Migrationsminister Dieter Lauinger (Grüne) hatte am Montag bekanntgegeben, dass in einem ehemaligen Berufsschulinternat in Gera-Liebschwitz Thüringens nach Eisenberg und Suhl dritte Erstaufnahmeeinrichtung entstehen soll. Die Rede ist von rund 500 Flüchtlingen, die dort schon bald einziehen sollen. Dazu will das Land die Immobilie von privat anmieten.

Die Nutzung der ehemaligen Berufsschule sei «mit beachtlichen Herausforderungen verbunden», betonte Hahn. Unklar sei etwa, wo die Flüchtlingskinder zur Schule gehen, wie die Flüchtlinge versorgt und die medizinische Betreuung sichergestellt werde. Um Antworten auf solche Fragen zu bekommen, ist am Freitagabend eine Informationsveranstaltung mit Minister Lauinger anberaumt. «Sollte die Wahl auf unsere Stadt fallen, ist es für uns eine Selbstverständlichkeit, Menschen in Not gastfreundlich aufzunehmen», versicherte die Oberbürgermeisterin.

«Wir haben nichts dagegen, hier im Ort Flüchtlingsfamilien in leerstehenden Wohnungen unterzubringen», erklärte Ortsteilbürgermeister Schleicher. Aber ein Heim mit 500 Asylbewerbern sei zu groß. Zumal es im Ort weder einen Supermarkt noch eine Grundschule gebe. Auch der Kindergarten sei voll ausgelastet. Sorgen bereite ihm auch, dass es in der Nähe einen sozialen Brennpunkt gebe, an dem immer wieder rechte Gewalt zutage trete. Außerdem sei das Areal im Flächennutzungsplan der Stadt als Gewerbegebiet ausgewiesen. Aus seiner Sicht müsste der Stadtrat über eine Umnutzung abstimmen.
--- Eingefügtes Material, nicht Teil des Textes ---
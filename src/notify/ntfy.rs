//! ntfy sender
//!
//! Publishes to a topic on an ntfy server; priority maps from the beat
//! status.

use async_trait::async_trait;
use serde::Deserialize;

use crate::model::{ChannelKind, Heartbeat, Monitor, MonitorStatus};

use super::{NotifyError, Sender};

#[derive(Debug, Deserialize)]
struct NtfyConfig {
    #[serde(default = "default_server")]
    server: String,

    topic: String,

    #[serde(default)]
    token: Option<String>,
}

fn default_server() -> String {
    "https://ntfy.sh".to_string()
}

pub struct NtfySender {
    client: reqwest::Client,
}

impl Default for NtfySender {
    fn default() -> Self {
        Self::new()
    }
}

impl NtfySender {
    pub fn new() -> Self {
        Self {
            client: reqwest::Client::new(),
        }
    }

    fn parse(config: &str) -> Result<NtfyConfig, NotifyError> {
        let config: NtfyConfig =
            serde_json::from_str(config).map_err(|e| NotifyError::Config(e.to_string()))?;
        if config.topic.is_empty() {
            return Err(NotifyError::Config("ntfy topic must not be empty".to_string()));
        }
        Ok(config)
    }
}

#[async_trait]
impl Sender for NtfySender {
    fn kind(&self) -> ChannelKind {
        ChannelKind::Ntfy
    }

    fn validate(&self, config: &str) -> Result<(), NotifyError> {
        Self::parse(config).map(|_| ())
    }

    async fn send(
        &self,
        config: &str,
        message: &str,
        monitor: &Monitor,
        heartbeat: &Heartbeat,
    ) -> Result<(), NotifyError> {
        let config = Self::parse(config)?;

        let url = format!("{}/{}", config.server.trim_end_matches('/'), config.topic);
        let priority = match heartbeat.status {
            MonitorStatus::Down => "high",
            _ => "default",
        };

        let mut request = self
            .client
            .post(&url)
            .header("Title", monitor.name.clone())
            .header("Priority", priority)
            .body(message.to_string());
        if let Some(token) = &config.token {
            request = request.bearer_auth(token);
        }

        let response = request
            .send()
            .await
            .map_err(|e| NotifyError::Send(e.to_string()))?;

        if !response.status().is_success() {
            return Err(NotifyError::Send(format!(
                "ntfy returned status {}",
                response.status()
            )));
        }
        Ok(())
    }
}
Besonders schlimm sei aber, dass die Landesregierung zuvor alle Anfragen zu einer möglichen Unterbringung von Flüchtlingen in der Immobilie abgewiegelt habe, sagte Schleicher. «Es wird mit dem Hammer über die Köpfe der Bürger wie zu ehemaligen DDR-Zeiten entschieden.» Das sei ein Vertrauensbruch. «So wie es aussieht, werden die Räume schon hergerichtet.»

Der Vorsitzende des Ausschusses für Migration und Justiz im Landtag, Stephan Brandner (AfD), warf Lauinger «obrigkeitsstaatliches Gehabe» vor. «Herr Lauinger stellt die Bevölkerung und auch den Landtag vor vollendete Tatsachen und will erst anschließend informieren», kritisierte der Abgeordnete aus Gera. «Das ist das Gegenteil der von Rot-Rot-Grün ausgerufenen Transparenz und Dialogbereitschaft.»

Der Ortsteilrat von Liebschwitz wollte am Dienstagabend bei einer außerordentlichen Sondersitzung über das weitere Vorgehen beraten. Am Mittwoch will das Ministerium Journalisten die Türen zu der Immobilie öffnen, in der die Flüchtlinge untergebracht werden sollen.